Alla Casa Bianca la tensione cresce mentre il tempo stringe e il fronte politico americano appare sempre più fragile. Non è soltanto una questione militare: dietro le porte del potere si consuma uno scontro che può lasciare il segno, proprio quando Donald Trump avrebbe bisogno di mostrare compattezza.

Il nodo è la guerra con l’Iran, tornata al centro di un dibattito infuocato negli Stati Uniti. Un conflitto lungo, costoso e senza una chiara via d’uscita rischia di trasformarsi in un boomerang per il presidente, già alle prese con l’avvicinarsi delle decisive elezioni di midterm. La Camera dei rappresentanti ha approvato una risoluzione sui poteri di guerra con 214 voti favorevoli e 208 contrari. A rendere il risultato ancora più clamoroso è stato il sostegno di quattro deputati repubblicani, schierati con i democratici contro la linea della Casa Bianca.

Il documento non impone lo stop immediato alle operazioni contro l’Iran, ma il suo peso politico è evidente. Il Congresso rivendica la propria autorità sull’impiego delle forze armate e manda a Trump un messaggio netto: quella guerra, per una parte crescente di Washington, non può andare avanti senza limiti. La proposta, presentata dalla democratica Pramila Jayapal, è stata definita dalla deputata un voto di coscienza. In aula ha chiesto ai colleghi di “fare quello che è giusto per il popolo americano”, ribadendo che il Congresso deve riaffermare il proprio ruolo e che “questa guerra deve finire”.

Il passaggio arriva dopo la ripresa delle ostilità tra Stati Uniti e Iran e nuove perdite tra i militari americani. Uno scenario che ha riacceso polemiche e preoccupazioni, anche in un Paese da sempre molto sensibile al costo umano e finanziario delle guerre all’estero.

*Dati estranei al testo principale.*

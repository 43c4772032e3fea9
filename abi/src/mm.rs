//! Address-space ABI types shared between `mk-mm`, `mk-core` (a task owns
//! an address-space handle) and the syscall dispatch table.

use crate::define_handle;
use crate::task::MAX_TASKS;

define_handle!(AsHandle);

/// Address-space identifier. ASID 0 is reserved for the kernel (spec.md
/// §3/§4.4); userspace values are drawn from a bounded, recyclable pool.
#[derive(Clone, Copy, Debug, PartialEq, Eq, PartialOrd, Ord, Hash)]
pub struct Asid(pub u16);

impl Asid {
    pub const KERNEL: Self = Self(0);

    #[inline]
    pub const fn is_kernel(self) -> bool {
        self.0 == 0
    }
}

bitflags::bitflags! {
    /// Region access flags (spec.md §3: "{read, write, exec, cacheable}").
    #[derive(Clone, Copy, Debug, Default, PartialEq, Eq)]
    pub struct AccessFlags: u8 {
        const READ      = 1 << 0;
        const WRITE     = 1 << 1;
        const EXEC      = 1 << 2;
        const CACHEABLE = 1 << 3;
    }
}

/// The access an offending instruction attempted, passed to
/// `as_page_fault` (spec.md §4.4).
#[derive(Clone, Copy, Debug, PartialEq, Eq)]
pub enum FaultAccess {
    Read,
    Write,
    Exec,
}

impl FaultAccess {
    /// The single [`AccessFlags`] bit this access requires the region to
    /// grant.
    #[inline]
    pub const fn required_flag(self) -> AccessFlags {
        match self {
            FaultAccess::Read => AccessFlags::READ,
            FaultAccess::Write => AccessFlags::WRITE,
            FaultAccess::Exec => AccessFlags::EXEC,
        }
    }
}

pub const MAX_ADDRESS_SPACES: usize = MAX_TASKS;
pub const MAX_REGIONS_PER_SPACE: usize = 128;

Donald Trump durante un discorso sulla politica estera


A poche ore dal voto della Camera è arrivata la frenata del Senato, che ha respinto lo stesso provvedimento: 47 favorevoli e 49 contrari. Un esito sul filo, che non cancella però il terremoto politico emerso nelle due aule del Congresso. Tra i repubblicani che hanno votato con i democratici al Senato c’è Susan Collins. Diversa la scelta del democratico John Fetterman, che ha invece appoggiato i repubblicani favorevoli alla prosecuzione del conflitto. Rand Paul e Lisa Murkowski, in precedenza vicini alla risoluzione, non hanno partecipato al voto.

Il repubblicano Bill Cassidy ha spiegato di avere cambiato posizione dopo aver ricevuto informazioni dall’amministrazione Trump. Ma il confronto resta apertissimo e riporta al centro il War Powers Act, la legge del 1973 che limita la possibilità per un presidente di mantenere truppe impegnate in ostilità senza un’esplicita autorizzazione del Congresso. Per Trump, tuttavia, il campanello d’allarme più serio arriverebbe dagli elettori. Secondo dati dell’American Research Group citati nel dibattito americano, il suo indice di approvazione sarebbe sceso al 30%. E con il voto del 3 novembre alle porte, ogni segnale di malcontento diventa un problema enorme.

Il calo non riguarderebbe soltanto l’opposizione democratica. Secondo un sondaggio riportato da Politico, tra gli elettori Maga il sostegno alla guerra in Iran sarebbe passato dal 50% di maggio al 37% dopo due mesi. Un altro 37% accetterebbe il conflitto soltanto a condizione che i costi non aumentino. Il peso dell’emergenza economica, a partire dai timori per l’energia, rischia così di cambiare il clima anche nell’elettorato più fedele al presidente. I quattro deputati repubblicani Tom Barrett, Warren Davidson, Thomas Massie e Brian Fitzpatrick avevano già appoggiato un’iniziativa simile nel mese di giugno.

Donald Trump in un incontro internazionale

Trump, per ora, non cambia rotta e sostiene che l’Iran sarebbe interessato a un incontro con gli Stati Uniti. “Fino a quando non saranno disposti a farlo in modo significativo non abbiamo interesse neanche a parlare”, avrebbe affermato. Ma la guerra in Iran è ormai entrata con forza nella campagna elettorale e quella frattura, alla Casa Bianca, non sembra affatto destinata a richiudersi.